Maalesef, Ankara ziyaretimiz gerçekleşmedi!..
Brüksel’de,” vefat haberini”, öğrendiğimde, yıkıldım!..
Sevgili öğrencim Akyazı Ticaret Borsası, Ziraat Odaları İl Koordinasyon Kurulu Başkanı Ali Şener’in komşusu olan kayınbiraderim Ali Turgay Çetin, “acı haberi” iletti..
“Başsağlığı dileklerimizi intikal ettirmekten öte”, ne yapabilirdik ki?
Kısmet ve nasip ya?
Değilmiş işte!
MEMLEKET SEVERLİK TİMSALİ!
“Akıp, giden ve bir üflemelik zaman dilimi içinde sevgili baba dostumuz, arkadaşımız, can yoldaşımız Zafer Şinasi Bayraktar, diğer sevdiklerimiz gibi”, aramızdan ayrıldı..

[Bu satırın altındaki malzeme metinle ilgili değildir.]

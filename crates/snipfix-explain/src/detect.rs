//! Issue detection over the original snippet.
//!
//! Each check runs on its own against the masked original text, so a finding
//! inside a string literal or comment is never reported.

use once_cell::sync::Lazy;
use regex::Regex;
use tracing::trace;

use snipfix_common::{Issue, message_codes};
use snipfix_scanner::{
    computed_variables, first_return, is_reserved, is_standalone, mask_source, scan_declarations,
    undefined_identifiers,
};

static LEGACY_DECLARATION: Lazy<Regex> = Lazy::new(|| Regex::new(r"\bvar\s").unwrap());
static OFF_BY_ONE: Lazy<Regex> = Lazy::new(|| {
    Regex::new(r"[A-Za-z_$][\w$]*\s*<=\s*[A-Za-z_$][\w$]*\.length\b").unwrap()
});

fn uses_legacy_declaration(masked: &str) -> bool {
    LEGACY_DECLARATION
        .find_iter(masked)
        .any(|m| is_standalone(masked, m.start(), m.start() + 3))
}

/// Whether `masked` contains `==` or `!=` that is not part of `===`, `!==`,
/// `<=` or `>=`.
#[must_use]
pub fn has_loose_equality(masked: &str) -> bool {
    let bytes = masked.as_bytes();
    bytes.windows(2).enumerate().any(|(i, pair)| {
        let followed_by_eq = bytes.get(i + 2) == Some(&b'=');
        match pair {
            [b'!', b'='] => !followed_by_eq,
            [b'=', b'='] => {
                let prev = i.checked_sub(1).map(|p| bytes[p]);
                !followed_by_eq && !matches!(prev, Some(b'=' | b'!' | b'<' | b'>'))
            }
            _ => false,
        }
    })
}

/// Every issue found in `original`, in a fixed order: legacy declarations,
/// loose equality, undefined identifiers, off-by-one bounds, and a wrong
/// return target.
#[must_use]
pub fn detect_issues(original: &str) -> Vec<Issue> {
    let masked = mask_source(original);
    let index = scan_declarations(original);
    let mut issues = Vec::new();

    if uses_legacy_declaration(&masked) {
        issues.push(Issue::new(message_codes::LEGACY_DECLARATION, &[]));
    }

    if has_loose_equality(&masked) {
        issues.push(Issue::new(message_codes::LOOSE_EQUALITY, &[]));
    }

    for name in undefined_identifiers(original, &index) {
        issues.push(Issue::new(message_codes::UNDEFINED_VARIABLE, &[name.as_str()]));
    }

    if OFF_BY_ONE.is_match(&masked) {
        issues.push(Issue::new(message_codes::OFF_BY_ONE_COMPARISON, &[]));
    }

    if let Some(site) = first_return(&masked) {
        let returned = site.name.as_str();
        let eligible = !index.is_declared(returned)
            && !is_reserved(returned)
            && !index.callables.contains(returned);
        let computed = computed_variables(&masked);
        if let Some(expected) = computed
            .first()
            .filter(|expected| eligible && *expected != returned)
        {
            issues.push(Issue::new(
                message_codes::WRONG_RETURN_TARGET,
                &[returned, expected.as_str()],
            ));
        }
    }

    trace!(issues = issues.len(), "detected issues in original snippet");
    issues
}
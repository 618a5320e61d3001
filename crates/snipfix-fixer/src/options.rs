//! Fixer configuration.

use serde::Deserialize;

use crate::rules::Rule;

/// Which rewrites the fixer may apply.
///
/// The default enables every Layer-1 rule and the Layer-2 gate.
#[derive(Clone, Debug, PartialEq, Eq, Deserialize)]
#[serde(rename_all = "camelCase", default)]
pub struct FixerOptions {
    pub disabled_rules: Vec<Rule>,
    pub resolve_identifiers: bool,
}

impl Default for FixerOptions {
    fn default() -> Self {
        Self {
            disabled_rules: Vec::new(),
            resolve_identifiers: true,
        }
    }
}

impl FixerOptions {
    #[must_use]
    pub fn is_enabled(&self, rule: Rule) -> bool {
        !self.disabled_rules.contains(&rule)
    }

    /// Disable `rule`; disabling twice is a no-op.
    pub fn disable(&mut self, rule: Rule) {
        if self.is_enabled(rule) {
            self.disabled_rules.push(rule);
        }
    }
}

O da,” cennet atlarına binip, bizi geride bırakanlardan” oldu!..
“Akyazı’da her kesimin, her yaşın bir denge unsuru olan ve Akyazı için olduğu kadar, Sakarya için, ülkesi için, bayrağı, milleti için ayağa dikilen Zafer Şinasi Bayraktar için”, yazdıklarımız, az bile!
Memlekete hizmet edenler, unutulur mu?
Her şeyden evvel, anne ve babasına, ailesine, ait olduğu kadar, topluma, memleketine, ülkesine bu kadar saygılı, bu kadar layık bir güzel insan idi, Zafer Şinası Bayraktar..
“Yaptıkları kadar, güzelliği ve yüreğinin sıcaklığı, samimiyeti” unutulur mu?
Her şe gülen yüzünde açığa vururdu ,her şey!
“Akyazı, Akyazılılar, Sakaryalılar, bir güzel değerini”, kaybetti!
Geçen günler, bunu daha iyi anlatıyor ya?
Allah gani, gani rahmet, cennet mekan eylesin!
“Ortaya koyduğun, güzellik ve eserlerin yaşayacak, yaşatılacaktır”, dostum..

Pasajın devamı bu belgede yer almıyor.